• _Records to process_
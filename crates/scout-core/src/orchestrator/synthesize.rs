//! Final-answer synthesis and context rendering

use crate::error::{Error, Result};

use super::types::StepResult;

/// Render the context entry appended after a step completes.
///
/// The label carries the step index and intent so later handlers (and
/// anyone reading a transcript) can trace which step produced what.
pub(crate) fn render_context_entry(result: &StepResult) -> String {
    format!(
        "\nStep {} ({}): {}\n",
        result.step_index, result.step.intent, result.answer
    )
}

/// Synthesize the final answer from the ordered result log
///
/// A single result is returned verbatim — no added labeling. Two or more
/// results are each rendered as `"INTENT: answer"` and joined with a blank
/// line, preserving plan order; contributions are never reordered, merged,
/// or deduplicated. An empty log is unreachable for a validated plan and is
/// treated as an invariant violation.
pub fn synthesize(results: &[StepResult]) -> Result<String> {
    match results {
        [] => Err(Error::Invariant(
            "synthesis requires at least one step result".to_string(),
        )),
        [single] => Ok(single.answer.clone()),
        many => Ok(many
            .iter()
            .map(|r| format!("{}: {}", r.step.intent.to_uppercase(), r.answer))
            .collect::<Vec<_>>()
            .join("\n\n")),
    }
}
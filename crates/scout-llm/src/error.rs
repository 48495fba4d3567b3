//! Error types for scout-llm

use thiserror::Error;

/// Reasoning backend error type
#[derive(Debug, Error)]
pub enum Error {
    /// Provider not configured
    #[error("provider not configured: {0}")]
    NotConfigured(String),

    /// API error
    #[error("api error: {0}")]
    Api(String),

    /// Rate limit exceeded
    #[error("rate limit exceeded")]
    RateLimit,

    /// Invalid response
    #[error("invalid response: {0}")]
    InvalidResponse(String),

    /// Network error
    #[error("network error: {0}")]
    Network(String),

    /// Timeout
    #[error("timeout after {0}ms")]
    Timeout(u64),
}

/// Result type alias
pub type Result<T> = std::result::Result<T, Error>;
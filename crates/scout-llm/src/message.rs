//! Message types for reasoning conversations

use serde::{Deserialize, Serialize};

/// Role in a conversation message
#[derive(Debug, Clone, Copy, PartialEq, Eq, Hash, Serialize, Deserialize)]
#[serde(rename_all = "lowercase")]
pub enum MessageRole {
    /// System message (instructions)
    System,
    /// User message
    User,
    /// Assistant message
    Assistant,
    /// Tool response
    Tool,
}

impl MessageRole {
    /// Returns the string representation
    #[must_use]
    pub fn as_str(&self) -> &'static str {
        match self {
            Self::System => "system",
            Self::User => "user",
            Self::Assistant => "assistant",
            Self::Tool => "tool",
        }
    }
}

/// A message in a conversation
#[derive(Debug, Clone, Serialize, Deserialize)]
pub struct Message {
    /// Role of the message sender
    pub role: MessageRole,
    /// Message content
    pub content: String,
    /// Tool call ID (for tool responses)
    #[serde(skip_serializing_if = "Option::is_none")]
    pub tool_call_id: Option<String>,
    /// Name (for tool responses)
    #[serde(skip_serializing_if = "Option::is_none")]
    pub name: Option<String>,
}

impl Message {
    /// Create a system message
    #[must_use]
    pub fn system(content: impl Into<String>) -> Self {
        Self {
            role: MessageRole::System,
            content: content.into(),
            tool_call_id: None,
            name: None,
        }
    }

    /// Create a user message
    #[must_use]
    pub fn user(content: impl Into<String>) -> Self {
        Self {
            role: MessageRole::User,
            content: content.into(),
            tool_call_id: None,
            name: None,
        }
    }

    /// Create an assistant message
    #[must_use]
    pub fn assistant(content: impl Into<String>) -> Self {
        Self {
            role: MessageRole::Assistant,
            content: content.into(),
            tool_call_id: None,
            name: None,
        }
    }

    /// Create a tool response message tied to a tool call
    #[must_use]
    pub fn tool_response(
        tool_call_id: impl Into<String>,
        name: impl Into<String>,
        content: impl Into<String>,
    ) -> Self {
        Self {
            role: MessageRole::Tool,
            content: content.into(),
            tool_call_id: Some(tool_call_id.into()),
            name: Some(name.into()),
        }
    }
}

#[cfg(test)]
mod tests {
    use super::*;

    #[test]
    fn test_role_as_str() {
        assert_eq!(MessageRole::System.as_str(), "system");
        assert_eq!(MessageRole::Tool.as_str(), "tool");
    }

    #[test]
    fn test_message_constructors() {
        let msg = Message::user("hello");
        assert_eq!(msg.role, MessageRole::User);
        assert_eq!(msg.content, "hello");
        assert!(msg.tool_call_id.is_none());

        let tool = Message::tool_response("call_1", "search_tickets", "{}");
        assert_eq!(tool.role, MessageRole::Tool);
        assert_eq!(tool.tool_call_id.as_deref(), Some("call_1"));
        assert_eq!(tool.name.as_deref(), Some("search_tickets"));
    }

    #[test]
    fn test_message_serialization_skips_empty_fields() {
        let msg = Message::user("hi");
        let json = serde_json::to_string(&msg).unwrap();
        assert!(!json.contains("tool_call_id"));
        assert!(!json.contains("name"));
    }
}
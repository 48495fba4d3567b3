//! Orchestrator core structure

use crate::event_bus::{EventBus, OrchestratorEvent};
use crate::planner::QueryPlanner;
use crate::registry::IntentRegistry;
use std::sync::Arc;

use super::config::OrchestratorConfig;

/// Main orchestrator that routes a question through a validated plan
///
/// Holds only shared, read-only collaborators; per-call state lives on the
/// stack of [`Orchestrator::run`], so one instance serves concurrent calls.
pub struct Orchestrator {
    pub(crate) planner: Arc<dyn QueryPlanner>,
    pub(crate) registry: Arc<IntentRegistry>,
    pub(crate) event_bus: Option<Arc<EventBus>>,
    pub(crate) config: OrchestratorConfig,
}

impl Orchestrator {
    /// Create a new orchestrator
    #[must_use]
    pub fn new(
        planner: Arc<dyn QueryPlanner>,
        registry: Arc<IntentRegistry>,
        config: OrchestratorConfig,
    ) -> Self {
        Self {
            planner,
            registry,
            event_bus: None,
            config,
        }
    }

    /// Set the event bus for execution events and repair warnings
    #[must_use]
    pub fn with_event_bus(mut self, bus: Arc<EventBus>) -> Self {
        self.event_bus = Some(bus);
        self
    }

    /// Get a reference to the event bus (if set)
    #[must_use]
    pub fn event_bus(&self) -> Option<&Arc<EventBus>> {
        self.event_bus.as_ref()
    }

    /// Get the intent registry
    #[must_use]
    pub fn registry(&self) -> &Arc<IntentRegistry> {
        &self.registry
    }

    /// Publish an event to the event bus (no-op if no bus is set)
    pub(crate) fn emit(&self, event: OrchestratorEvent) {
        if let Some(bus) = &self.event_bus {
            bus.publish(event);
        }
    }
}
//! Scout - Intent-routed question orchestrator
//!
//! CLI entry point.

#![forbid(unsafe_code)]

use anyhow::Result;
use clap::Parser;
use tracing_subscriber::{layer::SubscriberExt, util::SubscriberInitExt};

mod cli;
mod settings;

#[tokio::main]
async fn main() -> Result<()> {
    let _ = dotenvy::dotenv();

    tracing_subscriber::registry()
        .with(
            tracing_subscriber::EnvFilter::try_from_default_env()
                .unwrap_or_else(|_| "scout=info".into()),
        )
        .with(tracing_subscriber::fmt::layer())
        .init();

    let cli = cli::Cli::parse();
    cli::run(cli).await
}
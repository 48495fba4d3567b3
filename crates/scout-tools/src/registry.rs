//! Registry - Tool registration and discovery
//!
//! Tools are registered with a definition (name, description, JSON parameter
//! schema) and looked up by name. Each capability handler owns its own
//! registry, so the tool sets of different intents stay disjoint.

use crate::error::{Error, Result};
use serde::{Deserialize, Serialize};
use std::collections::HashMap;
use std::sync::Arc;
use tracing::debug;

/// Tool metadata and schema
#[derive(Debug, Clone, Serialize, Deserialize)]
pub struct ToolDefinition {
    /// Unique tool name
    pub name: String,
    /// Human-readable description
    pub description: String,
    /// JSON schema for parameters
    pub parameters: serde_json::Value,
}

impl ToolDefinition {
    /// Create a new tool definition
    #[must_use]
    pub fn new(name: impl Into<String>, description: impl Into<String>) -> Self {
        Self {
            name: name.into(),
            description: description.into(),
            parameters: serde_json::json!({
                "type": "object",
                "properties": {},
                "required": []
            }),
        }
    }

    /// Set the parameters schema
    #[must_use]
    pub fn with_parameters(mut self, parameters: serde_json::Value) -> Self {
        self.parameters = parameters;
        self
    }
}

/// Result of a tool execution
///
/// "No matching record" outcomes are successful results whose output carries
/// a descriptive string; `success = false` is reserved for genuine execution
/// problems.
#[derive(Debug, Clone, Serialize, Deserialize)]
pub struct ToolResult {
    /// Whether execution succeeded
    pub success: bool,
    /// Output data
    pub output: serde_json::Value,
    /// Error message if failed
    pub error: Option<String>,
    /// Execution duration in milliseconds
    pub duration_ms: u64,
}

impl ToolResult {
    /// Create a successful result
    #[must_use]
    pub fn success(output: serde_json::Value, duration_ms: u64) -> Self {
        Self {
            success: true,
            output,
            error: None,
            duration_ms,
        }
    }

    /// Create a failed result
    #[must_use]
    pub fn failure(error: impl Into<String>, duration_ms: u64) -> Self {
        Self {
            success: false,
            output: serde_json::Value::Null,
            error: Some(error.into()),
            duration_ms,
        }
    }
}

/// Trait for tool implementations
#[async_trait::async_trait]
pub trait Tool: Send + Sync {
    /// Get the tool definition
    fn definition(&self) -> &ToolDefinition;

    /// Execute the tool with given input
    async fn execute(&self, input: serde_json::Value) -> Result<ToolResult>;

    /// Validate input before execution
    fn validate_input(&self, input: &serde_json::Value) -> Result<()> {
        if !input.is_object() {
            return Err(Error::InvalidInput("Input must be an object".to_string()));
        }
        Ok(())
    }
}

/// Registry for managing tools
pub struct ToolRegistry {
    tools: HashMap<String, Arc<dyn Tool>>,
    definitions: HashMap<String, ToolDefinition>,
}

impl Default for ToolRegistry {
    fn default() -> Self {
        Self::new()
    }
}

impl ToolRegistry {
    /// Create a new empty registry
    #[must_use]
    pub fn new() -> Self {
        Self {
            tools: HashMap::new(),
            definitions: HashMap::new(),
        }
    }

    /// Register a tool
    pub fn register(&mut self, tool: Arc<dyn Tool>) {
        let def = tool.definition();
        let name = def.name.clone();
        debug!(tool = %name, "Registering tool");
        self.definitions.insert(name.clone(), def.clone());
        self.tools.insert(name, tool);
    }

    /// Get a tool by name
    #[must_use]
    pub fn get(&self, name: &str) -> Option<Arc<dyn Tool>> {
        self.tools.get(name).cloned()
    }

    /// Check if a tool exists
    #[must_use]
    pub fn has(&self, name: &str) -> bool {
        self.tools.contains_key(name)
    }

    /// List all tool names
    #[must_use]
    pub fn list_names(&self) -> Vec<&str> {
        self.tools.keys().map(|s| s.as_str()).collect()
    }

    /// List all tool definitions
    #[must_use]
    pub fn list_definitions(&self) -> Vec<&ToolDefinition> {
        self.definitions.values().collect()
    }

    /// Number of registered tools
    #[must_use]
    pub fn len(&self) -> usize {
        self.tools.len()
    }

    /// Whether the registry is empty
    #[must_use]
    pub fn is_empty(&self) -> bool {
        self.tools.is_empty()
    }
}
//! Capability handlers
//!
//! A handler turns one subquery plus the accumulated context into an answer
//! string for its intent. The orchestrator only sees this trait, so new
//! intents plug in without touching the execution loop.

mod reasoning;

pub use reasoning::{HandlerConfig, ReasoningHandler};

use crate::error::Result;

/// Trait for capability handlers
///
/// Handlers are pure with respect to kernel state: they read from their own
/// tools and return an answer; the orchestrator alone appends to the
/// context. "No data found" is an ordinary answer, not an error — `Err` is
/// reserved for infrastructure failures.
#[async_trait::async_trait]
pub trait IntentHandler: Send + Sync {
    /// Intent name this handler is registered under
    fn name(&self) -> &str;

    /// Human-readable description used in the planner's capability listing
    fn description(&self) -> &str;

    /// Answer a subquery given a read-only snapshot of prior step results
    async fn answer(&self, subquery: &str, context: &str) -> Result<String>;
}
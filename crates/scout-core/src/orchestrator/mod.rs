//! Orchestrator - the sequential execution loop
//!
//! Ties the planner, validator, registry, handlers, and synthesizer
//! together for one call: question in, answer plus plan and result log out.
//!
//! # Module Structure
//!
//! - `types`: `StepResult`, `OrchestrationResult`, `OrchestrationStatus`
//! - `config`: `OrchestratorConfig` (planner and step timeouts)
//! - `core`: the `Orchestrator` struct and builder methods
//! - `process`: the execution loop
//! - `synthesize`: final-answer synthesis and context rendering

mod config;
mod core;
mod process;
mod synthesize;
mod types;

#[cfg(test)]
mod tests;

pub use config::OrchestratorConfig;
pub use core::Orchestrator;
pub use synthesize::synthesize;
pub use types::{OrchestrationResult, OrchestrationStatus, StepResult};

• _What the task asks_
Retype every line up to and including the one that contains "step produced what.", beginning at the first line of the records, with no edits.

• _Solution for this problem_
filename crates/scout-core/src/orchestrator/synthesize.rs
//! Final-answer synthesis and context rendering

use crate::error::{Error, Result};

use super::types::StepResult;

/// Render the context entry appended after a step completes.
///
/// The label carries the step index and intent so later handlers (and
/// anyone reading a transcript) can trace which step produced what.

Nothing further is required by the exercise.